═════ Information supplied
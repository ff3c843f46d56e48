use {
    crate::{
        error::InferError,
        model::{Config, Srm, CONTEXT_PREFIX, DETAIL_PREFIX},
        pretrained::{copy_matching, CopyReport},
    },
    candle_core::{DType, Device, Tensor},
    candle_nn::{VarBuilder, VarMap},
    std::{fmt, path::Path},
};

/// An `Srm` together with the variables backing it.
///
/// Parameters are owned by a `VarMap` under PyTorch-style names, so the whole
/// network can be saved, reloaded, or handed to an optimizer.
pub struct SrmNetwork {
    config: Config,
    device: Device,
    varmap: VarMap,
    model: Srm,
    pretrained: Option<(CopyReport, CopyReport)>,
}

impl fmt::Debug for SrmNetwork {
    fn fmt(&self, f: &mut fmt::Formatter<'_>) -> fmt::Result {
        f.debug_struct("SrmNetwork")
            .field("device", &self.device)
            .field("input_size", &self.config.input_size)
            .field("parameters", &self.num_parameters())
            .field("pretrained", &self.pretrained.is_some())
            .finish()
    }
}

impl SrmNetwork {
    /// Builds a randomly initialized network, then copies the configured
    /// pretrained ResNet-50 weights into both streams.
    pub fn new(config: &Config, device: Device) -> Result<Self, InferError> {
        let varmap = VarMap::new();
        let vb = VarBuilder::from_varmap(&varmap, DType::F32, &device);
        let model = Srm::load(vb, config)?;

        let pretrained = match &config.pretrained {
            Some(source) => {
                let path = source.resolve()?;
                let detail = copy_matching(&varmap, DETAIL_PREFIX, &path)?;
                let context = copy_matching(&varmap, CONTEXT_PREFIX, &path)?;
                if detail.copied.is_empty() && context.copied.is_empty() {
                    log::warn!(
                        "No parameter names matched {}; both streams keep their random initialization",
                        path.display()
                    );
                }
                Some((detail, context))
            }
            None => None,
        };

        let network = Self {
            config: config.clone(),
            device,
            varmap,
            model,
            pretrained,
        };
        log::info!(
            "SRM ready: {}x{} input, {} parameters",
            config.input_size,
            config.input_size,
            network.num_parameters()
        );
        Ok(network)
    }

    pub fn config(&self) -> &Config {
        &self.config
    }

    pub fn device(&self) -> &Device {
        &self.device
    }

    pub fn model(&self) -> &Srm {
        &self.model
    }

    pub fn varmap(&self) -> &VarMap {
        &self.varmap
    }

    /// Copy reports for the detail and context streams, if weights were transferred.
    pub fn pretrained_reports(&self) -> Option<(&CopyReport, &CopyReport)> {
        self.pretrained.as_ref().map(|(detail, context)| (detail, context))
    }

    pub fn num_parameters(&self) -> usize {
        self.varmap
            .all_vars()
            .iter()
            .map(|var| var.elem_count())
            .sum()
    }

    pub fn forward(&self, xs: &Tensor) -> Result<(Tensor, Tensor), InferError> {
        self.model.forward(xs)
    }

    pub fn forward_t(&self, xs: &Tensor, train: bool) -> Result<(Tensor, Tensor), InferError> {
        self.model.forward_t(xs, train)
    }

    /// Writes every parameter (including batch norm statistics) as safetensors.
    pub fn save(&self, path: impl AsRef<Path>) -> Result<(), InferError> {
        self.varmap.save(path.as_ref())?;
        log::info!("Saved SRM weights to {}", path.as_ref().display());
        Ok(())
    }

    /// Loads a full SRM checkpoint written by `save`. Every parameter must be present.
    pub fn load_weights(&mut self, path: impl AsRef<Path>) -> Result<(), InferError> {
        let path = path.as_ref();
        if !path.is_file() {
            return Err(InferError::Io(format!("weights {} not found", path.display())));
        }
        self.varmap.load(path)?;
        log::info!("Loaded SRM weights from {}", path.display());
        Ok(())
    }
}
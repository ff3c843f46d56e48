pub mod error;
pub mod inference;
pub mod model;
pub mod network;
pub mod pretrained;

pub use error::InferError;
pub use inference::Inference;
pub use model::{Config, ContextStage, DetailStage, PyramidPooling, Srm};
pub use network::SrmNetwork;
pub use pretrained::{copy_matching, CopyReport, PretrainedSource};
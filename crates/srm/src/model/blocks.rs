// ResNet building blocks shared by both SRM streams.
// Parameter names follow torchvision's ResNet so ImageNet weights transfer by name.

use candle_core::{Result, Tensor};
use candle_nn::{
    batch_norm, conv2d, conv2d_no_bias, BatchNorm, Conv2d, Conv2dConfig, Module, VarBuilder,
};

/// Channel expansion of a bottleneck block.
const EXPANSION: usize = 4;

fn conv_config(stride: usize, padding: usize) -> Conv2dConfig {
    Conv2dConfig {
        stride,
        padding,
        groups: 1,
        dilation: 1,
        ..Default::default()
    }
}

/// Convolution without bias (weights at `vb.weight`).
pub fn conv_no_bias(
    vb: VarBuilder,
    c1: usize,
    c2: usize,
    k: usize,
    stride: usize,
    padding: usize,
) -> Result<Conv2d> {
    conv2d_no_bias(c1, c2, k, conv_config(stride, padding), vb)
}

/// 3x3, stride 1, padding 1 convolution with bias; the plain head convolution.
pub fn head_conv(vb: VarBuilder, c1: usize, c2: usize) -> Result<Conv2d> {
    conv2d(c1, c2, 3, conv_config(1, 1), vb)
}

/// ResNet stem: 7x7/2 conv, batch norm, ReLU, 3x3/2 max-pool (padding 1).
///
/// Loads `conv1` and `bn1` directly under `vb`, matching the flat
/// torchvision layout.
#[derive(Debug)]
pub struct Stem {
    conv1: Conv2d,
    bn1: BatchNorm,
}

impl Stem {
    pub fn load(vb: VarBuilder, bn_eps: f64) -> Result<Self> {
        let conv1 = conv_no_bias(vb.pp("conv1"), 3, 64, 7, 2, 3)?;
        let bn1 = batch_norm(64, bn_eps, vb.pp("bn1"))?;
        Ok(Self { conv1, bn1 })
    }

    pub fn forward_t(&self, xs: &Tensor, train: bool) -> Result<Tensor> {
        let xs = xs.apply(&self.conv1)?.apply_t(&self.bn1, train)?.relu()?;
        // Zero padding is equivalent to -inf padding here: inputs are post-ReLU.
        xs.pad_with_zeros(2, 1, 1)?
            .pad_with_zeros(3, 1, 1)?
            .max_pool2d_with_stride(3, 2)
    }
}

/// Projection shortcut: 1x1 strided conv + batch norm (`downsample.0`, `downsample.1`).
#[derive(Debug)]
pub struct Downsample {
    conv: Conv2d,
    bn: BatchNorm,
}

impl Downsample {
    pub fn load(vb: VarBuilder, c1: usize, c2: usize, stride: usize, bn_eps: f64) -> Result<Self> {
        let conv = conv_no_bias(vb.pp("0"), c1, c2, 1, stride, 0)?;
        let bn = batch_norm(c2, bn_eps, vb.pp("1"))?;
        Ok(Self { conv, bn })
    }

    pub fn forward_t(&self, xs: &Tensor, train: bool) -> Result<Tensor> {
        xs.apply(&self.conv)?.apply_t(&self.bn, train)
    }
}

/// Residual bottleneck: 1x1 reduce, 3x3 (strided), 1x1 expand by `EXPANSION`.
#[derive(Debug)]
pub struct Bottleneck {
    conv1: Conv2d,
    bn1: BatchNorm,
    conv2: Conv2d,
    bn2: BatchNorm,
    conv3: Conv2d,
    bn3: BatchNorm,
    downsample: Option<Downsample>,
}

impl Bottleneck {
    pub fn load(
        vb: VarBuilder,
        inplanes: usize,
        planes: usize,
        stride: usize,
        bn_eps: f64,
    ) -> Result<Self> {
        let out = planes * EXPANSION;
        let conv1 = conv_no_bias(vb.pp("conv1"), inplanes, planes, 1, 1, 0)?;
        let bn1 = batch_norm(planes, bn_eps, vb.pp("bn1"))?;
        let conv2 = conv_no_bias(vb.pp("conv2"), planes, planes, 3, stride, 1)?;
        let bn2 = batch_norm(planes, bn_eps, vb.pp("bn2"))?;
        let conv3 = conv_no_bias(vb.pp("conv3"), planes, out, 1, 1, 0)?;
        let bn3 = batch_norm(out, bn_eps, vb.pp("bn3"))?;
        let downsample = if stride != 1 || inplanes != out {
            Some(Downsample::load(vb.pp("downsample"), inplanes, out, stride, bn_eps)?)
        } else {
            None
        };
        Ok(Self {
            conv1,
            bn1,
            conv2,
            bn2,
            conv3,
            bn3,
            downsample,
        })
    }

    pub fn forward_t(&self, xs: &Tensor, train: bool) -> Result<Tensor> {
        let out = xs.apply(&self.conv1)?.apply_t(&self.bn1, train)?.relu()?;
        let out = out.apply(&self.conv2)?.apply_t(&self.bn2, train)?.relu()?;
        let out = out.apply(&self.conv3)?.apply_t(&self.bn3, train)?;
        let residual = match &self.downsample {
            Some(downsample) => downsample.forward_t(xs, train)?,
            None => xs.clone(),
        };
        (out + residual)?.relu()
    }
}

impl Module for Bottleneck {
    fn forward(&self, xs: &Tensor) -> Result<Tensor> {
        self.forward_t(xs, false)
    }
}

/// A group of bottlenecks (`layerN`); only the first block strides and projects.
#[derive(Debug)]
pub struct ResLayer {
    blocks: Vec<Bottleneck>,
}

impl ResLayer {
    pub fn forward_t(&self, xs: &Tensor, train: bool) -> Result<Tensor> {
        let mut xs = xs.clone();
        for block in &self.blocks {
            xs = block.forward_t(&xs, train)?;
        }
        Ok(xs)
    }
}

/// Builds `blocks` bottlenecks under `vb.0 .. vb.{blocks-1}`.
/// Returns the layer and the channel count it produces.
pub fn make_layer(
    vb: VarBuilder,
    inplanes: usize,
    planes: usize,
    blocks: usize,
    stride: usize,
    bn_eps: f64,
) -> Result<(ResLayer, usize)> {
    let mut layer = Vec::with_capacity(blocks);
    layer.push(Bottleneck::load(vb.pp("0"), inplanes, planes, stride, bn_eps)?);
    let inplanes = planes * EXPANSION;
    for i in 1..blocks {
        layer.push(Bottleneck::load(vb.pp(i.to_string()), inplanes, planes, 1, bn_eps)?);
    }
    Ok((ResLayer { blocks: layer }, inplanes))
}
══════════
| Description of the task |
Report each line above that includes the string "CopyReport".

| Expected answer |
        pretrained::{copy_matching, CopyReport},
    pretrained: Option<(CopyReport, CopyReport)>,
    pub fn pretrained_reports(&self) -> Option<(&CopyReport, &CopyReport)> {
pub use pretrained::{copy_matching, CopyReport, PretrainedSource};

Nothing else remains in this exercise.